03:22 In 2014 when we discovered the boxes I was just about to return to Chicago.
03:27 So the Glasgow School of Art Archive and Collection Department expressed an interest in the work.
03:31 So they decided, well they invited me to donate the collection to them so they could look after it.
03:36 So that's what I decided to do. So it's housed in their archive.
03:40 And then over that 10 year period when I was back in Chicago I started talking to Helena Britt,
03:45 who's a faculty member at Glasgow School of Art and Pano.
03:48 So the whole idea of the exhibition came about through various conversations over the last 10 years.
03:53 Selecting the work was basically decided by Pano and Helena Britt.
03:57 So there's 600 pieces in the archive, so it's an awful lot of work.
04:01 So I think we're looking at a very small fraction of that.
04:04 So that's why the exhibition has taken so long to develop,
04:07 is because we have been looking at 600 items and trying to get them down to something like just over 100 items.

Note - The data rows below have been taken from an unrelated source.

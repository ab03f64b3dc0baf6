//! Wall-clock abstraction for timestamped chat lines.

use chrono::{DateTime, Local, NaiveTime, TimeZone};

/// Clock trait for dependency injection and testing
pub trait Clock: Send + Sync {
    /// Current local wall-clock time
    fn now(&self) -> DateTime<Local>;

    /// Current time as `HH:MM:SS`
    fn stamp(&self) -> String {
        self.now().format("%H:%M:%S").to_string()
    }
}

/// System clock implementation (uses actual local time)
#[derive(Debug, Clone, Copy, Default)]
pub struct SystemClock;

impl Clock for SystemClock {
    fn now(&self) -> DateTime<Local> {
        Local::now()
    }
}

/// Fixed clock implementation for testing (returns a fixed time)
#[derive(Debug, Clone, Copy)]
pub struct FixedClock {
    fixed_time: DateTime<Local>,
}

impl FixedClock {
    pub fn new(fixed_time: DateTime<Local>) -> Self {
        Self { fixed_time }
    }

    /// Fixed clock reading `hour:min:sec` on the current local date
    ///
    /// Falls back to the current time for out-of-range or nonexistent
    /// local times.
    pub fn at(hour: u32, min: u32, sec: u32) -> Self {
        let today = Local::now().date_naive();
        let fixed_time = NaiveTime::from_hms_opt(hour, min, sec)
            .and_then(|t| Local.from_local_datetime(&today.and_time(t)).earliest())
            .unwrap_or_else(Local::now);
        Self { fixed_time }
    }
}

impl Clock for FixedClock {
    fn now(&self) -> DateTime<Local> {
        self.fixed_time
    }
}
//! Leader election policy
//!
//! The earliest-connected member leads. Equal instants fall back to the
//! connection handle, which follows accept order.

use crate::connection::Connection;

/// Pick the leader among `members`, or None if there are none
pub fn elect<'a, I>(members: I) -> Option<&'a Connection>
where
    I: IntoIterator<Item = &'a Connection>,
{
    members
        .into_iter()
        .min_by_key(|c| (c.connected_at, c.id))
}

04:13 So it's a fraction of the collection, but hopefully it gives a whole story about that journey between 1977 and '87.
04:21 So it's a combination of drawings, paintings, sketchbooks, textiles, an ephemera and record sleeves,
04:27 and a whole range of stuff from that period.

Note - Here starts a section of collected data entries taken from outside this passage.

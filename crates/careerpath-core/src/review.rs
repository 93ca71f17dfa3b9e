//! Admin review of a completed test's answers.

use crate::model::{AnswerOption, AnsweredQuestion};

/// An option paired with whether the student picked it.
#[derive(Debug, Clone, Copy, PartialEq)]
pub struct MarkedOption<'a> {
    pub option: &'a AnswerOption,
    pub selected: bool,
}

/// The question's options in display order, with exactly the option whose id
/// matches `selected_answer.option_id` marked. Nothing is marked when the
/// question was left unanswered.
pub fn mark_options(question: &AnsweredQuestion) -> Vec<MarkedOption<'_>> {
    let selected_id = question.selected_answer.as_ref().map(|a| a.option_id);
    let mut options: Vec<&AnswerOption> = question.options.iter().collect();
    options.sort_by_key(|o| o.order);
    options
        .into_iter()
        .map(|option| MarkedOption {
            option,
            selected: Some(option.id) == selected_id,
        })
        .collect()
}

/// Counts for the header of a review.
#[derive(Debug, Clone, Copy, PartialEq, Eq)]
pub struct ReviewSummary {
    pub questions: usize,
    pub answered: usize,
}

/// Whether the selected answer names one of the question's own options.
pub fn is_answered(question: &AnsweredQuestion) -> bool {
    question
        .selected_answer
        .as_ref()
        .is_some_and(|a| question.options.iter().any(|o| o.id == a.option_id))
}

pub fn summarize(questions: &[AnsweredQuestion]) -> ReviewSummary {
    ReviewSummary {
        questions: questions.len(),
        answered: questions.iter().filter(|q| is_answered(q)).count(),
    }
}

#[cfg(test)]
mod tests {
    use super::*;
    use crate::model::SelectedAnswer;

    fn question(selected: Option<u64>) -> AnsweredQuestion {
        AnsweredQuestion {
            id: 10,
            prompt: "Which scenario energizes you?".into(),
            order: 0,
            options: vec![
                AnswerOption { id: 102, label: "User interviews".into(), description: String::new(), order: 2 },
                AnswerOption { id: 100, label: "Launching a feature".into(), description: String::new(), order: 0 },
                AnswerOption { id: 101, label: "Design jam".into(), description: String::new(), order: 1 },
            ],
            selected_answer: selected.map(|option_id| SelectedAnswer {
                option_id,
                submitted_at: None,
            }),
        }
    }

    #[test]
    fn marks_exactly_the_selected_option() {
        let q = question(Some(101));
        let marked = mark_options(&q);
        let selected: Vec<u64> = marked
            .iter()
            .filter(|m| m.selected)
            .map(|m| m.option.id)
            .collect();
        assert_eq!(selected, vec![101]);
        let ids: Vec<u64> = marked.iter().map(|m| m.option.id).collect();
        assert_eq!(ids, vec![100, 101, 102]);
    }

    #[test]
    fn unanswered_marks_nothing() {
        let q = question(None);
        assert!(mark_options(&q).iter().all(|m| !m.selected));
    }

    #[test]
    fn summary_ignores_foreign_option_ids() {
        let questions = vec![question(Some(100)), question(None), question(Some(999))];
        assert_eq!(
            summarize(&questions),
            ReviewSummary { questions: 3, answered: 1 }
        );
        assert!(is_answered(&questions[0]));
        assert!(!is_answered(&questions[2]));
    }
}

04:29 It's here and it's complete, and also part of the exhibition is about me being able to revisit the archive.
04:34 So there's some new work in here as well.
04:36 So the part of the journey is also telling how the experience of me being able to revisit this work
04:41 has informed some of the work that I'm making today,
04:43 and discussing or analysing this visual connection between the past and the present.

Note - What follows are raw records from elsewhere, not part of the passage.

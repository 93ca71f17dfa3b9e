//! The backend contract: one async method per REST endpoint.
//!
//! Implemented over HTTP by `careerpath-client`, and in memory by its mock
//! backend for tests.

use async_trait::async_trait;

use crate::draft::{NewQuestion, NewRecommendation};
use crate::model::{
    Answer, AnsweredQuestion, NewTestRequest, PersonalizedTest, Question, Recommendation,
    StudentDashboard, TestRequest,
};
use crate::status::RequestStatus;

// ---------------------------------------------------------------------------
// Student endpoints
// ---------------------------------------------------------------------------

#[async_trait]
pub trait StudentApi: Send + Sync {
    /// `GET student/dashboard/`
    async fn student_dashboard(&self) -> anyhow::Result<StudentDashboard>;

    /// `GET student/test-requests/`
    async fn student_requests(&self) -> anyhow::Result<Vec<TestRequest>>;

    /// `POST student/test-requests/`
    async fn create_test_request(&self, request: &NewTestRequest) -> anyhow::Result<TestRequest>;

    /// `GET student/tests/`
    async fn student_tests(&self) -> anyhow::Result<Vec<PersonalizedTest>>;

    /// `GET student/tests/{id}/`
    async fn student_test(&self, test_id: u64) -> anyhow::Result<PersonalizedTest>;

    /// `POST student/tests/{id}/answer/`
    async fn submit_answer(&self, test_id: u64, answer: &Answer) -> anyhow::Result<()>;

    /// `POST student/tests/{id}/submit/`
    async fn submit_test(&self, test_id: u64) -> anyhow::Result<PersonalizedTest>;

    /// `GET student/recommendations/`
    async fn student_recommendations(&self) -> anyhow::Result<Vec<Recommendation>>;

    /// `GET student/recommendations/{id}/export/`, the raw PDF bytes.
    async fn export_recommendation(&self, recommendation_id: u64) -> anyhow::Result<Vec<u8>>;
}

// ---------------------------------------------------------------------------
// Admin endpoints
// ---------------------------------------------------------------------------

#[async_trait]
pub trait AdminApi: Send + Sync {
    /// `GET admin/test-requests/`, optionally filtered by status.
    async fn admin_requests(
        &self,
        status: Option<&RequestStatus>,
    ) -> anyhow::Result<Vec<TestRequest>>;

    /// `POST admin/test-requests/{id}/create-test/`
    async fn create_test(&self, request_id: u64) -> anyhow::Result<PersonalizedTest>;

    /// `GET admin/test-requests/{id}/test/`
    async fn admin_test_for_request(&self, request_id: u64) -> anyhow::Result<PersonalizedTest>;

    /// `GET admin/tests/{id}/`
    async fn admin_test(&self, test_id: u64) -> anyhow::Result<PersonalizedTest>;

    /// `POST admin/tests/{id}/questions/`
    async fn add_question(&self, test_id: u64, question: &NewQuestion)
        -> anyhow::Result<Question>;

    /// `POST admin/tests/{id}/assign/`
    async fn assign_test(&self, test_id: u64) -> anyhow::Result<PersonalizedTest>;

    /// `GET admin/tests/completed/`
    async fn completed_tests(&self) -> anyhow::Result<Vec<PersonalizedTest>>;

    /// `GET admin/tests/{id}/answers/`
    async fn test_answers(&self, test_id: u64) -> anyhow::Result<Vec<AnsweredQuestion>>;

    /// `POST admin/tests/{id}/recommendation/`
    async fn create_recommendation(
        &self,
        test_id: u64,
        recommendation: &NewRecommendation,
    ) -> anyhow::Result<Recommendation>;
}

/// Both halves of the backend contract.
pub trait CareerApi: StudentApi + AdminApi {}

impl<T: StudentApi + AdminApi> CareerApi for T {}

04:48 I never thought I'd end up back in Glasgow, but I'm completely excited and happy to be here.
04:53 And it's an amazing city to be an artist.
04:55 My name is Lucy McEachen and I'm a co-director of the Arts Organisation panel.
04:59 I'm one of the co-curators of Instant Whip, along with Dr Helena Britt from the Glasgow School of Art.
05:05 And we've been working in collaboration with the Glasgow School of Art Archives and Collections,
05:09 Read Gallery and Screen Printing Studio Print Clan on a big project which includes an exhibition, a publication and an events programme.
05:18 So the exhibition came about through, well actually over a period of about 10 years.
05:22 And we've been in conversation with Fraser Taylor since we showed some of his work back in an exhibition we did in Glasgow in 2011
05:30 called The Inventors of Tradition.
05:31 And that focused on material that he had produced as part of the collective called The Cloth,
05:36 which he had formed in 1983 with fellow graduates David Band, Helen Manning and Brian Balger.
05:42 There's a lot of work in the collection that encompasses sketchbooks, drawings, works on paper, ephemera, photographs
05:50 and magazines from a period between 1977 and 1987.
05:55 And it was just fascinating to work through all of that material and to see how work that Fraser had been producing in the late 70s and early 80s
06:06 has fed into the work that he's producing now under his own label, Haxton.
06:10 Well the exhibition's organised thematically, but we're really looking at it through the lens of Glasgow.
06:16 So during the late 70s and early 80s, Glasgow was a melting pot for artists, designers, hairdressers and musicians.
06:26 And it was really that kind of crossover between cultures that we wanted to bring out in this exhibition,
06:33 specifically focusing on Glasgow.
06:36 Fraser was a painter, he was a designer, really a bit of a polymath.
06:41 But he worked on these projects with friends, and these were friends and people that he met in bars and working in Glasgow.
06:50 So it was all a very interconnected culture in the city at that time.
06:55 Instant Whip is on at the Reid Gallery from 16th March to 20th April, and it covers the Reid Gallery space and also Window and Heritage.